A tale of plagiarism...?


Last week, Alphonso Dunn an artist and author posted a video on youtube claiming that another artist by the name of Jake Parker (who initiated the "Inktober" movement), plagiarized the contents of his book.

Jake Parker seems to be a polemic figure even before these claims, if you are interested to know what happened, this reddit post is a good summary: https://www.reddit.com/r/HobbyDrama/comments/iih7sm/art_community_inktober_2020_the_annual_ink/.

This is the youtube video by Alphonso (over an hour long though!):
Someone made an 11 minute version with the relevant parts:

As Alphonso explains, the concepts and methods he's teaching are not what Parker copied (it is not like he is claiming he invented the concept of lines or texture), but the way of teaching them, the layout, the order... I'm not familiar with Parker's work but people that are claim that the style of the illustration on the book is not even how he draws, looks bad.
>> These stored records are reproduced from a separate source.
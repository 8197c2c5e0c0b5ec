//! x86-64 AES-NI implementation.

#![allow(unsafe_code)]

use core::arch::x86_64::*;

/// One AES round with an all-zero round key, which is exactly AESL.
///
/// # Safety
///
/// The CPU must support the `aes` target feature.
#[target_feature(enable = "aes")]
pub(crate) unsafe fn aesl_unchecked(block: &[u8; 16]) -> [u8; 16] {
    let input = _mm_loadu_si128(block.as_ptr() as *const __m128i);
    let zero_key = _mm_setzero_si128();
    let result = _mm_aesenc_si128(input, zero_key);

    let mut output = [0u8; 16];
    _mm_storeu_si128(output.as_mut_ptr() as *mut __m128i, result);
    output
}

/// Safe wrapper, available when `aes` is a compile-time target feature.
#[cfg(target_feature = "aes")]
#[inline]
pub fn aesl(block: &[u8; 16]) -> [u8; 16] {
    unsafe { aesl_unchecked(block) }
}

/// XOR-reduce sixteen blocks using SSE2 (baseline on x86-64).
#[inline]
pub fn xor_reduce_blocks(blocks: &[[u8; 16]; 16]) -> [u8; 16] {
    unsafe { xor_reduce_blocks_impl(blocks) }
}

#[target_feature(enable = "sse2")]
unsafe fn xor_reduce_blocks_impl(blocks: &[[u8; 16]; 16]) -> [u8; 16] {
    let mut result = _mm_loadu_si128(blocks[0].as_ptr() as *const __m128i);
    for block in blocks.iter().skip(1) {
        let block_vec = _mm_loadu_si128(block.as_ptr() as *const __m128i);
        result = _mm_xor_si128(result, block_vec);
    }

    let mut output = [0u8; 16];
    _mm_storeu_si128(output.as_mut_ptr() as *mut __m128i, result);
    output
}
Bit of drama to start your week!
Is it plagiarism? I've sat through drawing classes by several different professors and there were many similarities in what was taught and how. There are only so many ways to teach contour, texture, value, perspective, etc...
The order of topics, order of terms, order of chapters, almost exact terminology and phrasing, same titles, same diagrams, same layout... even the same "unusual" tools.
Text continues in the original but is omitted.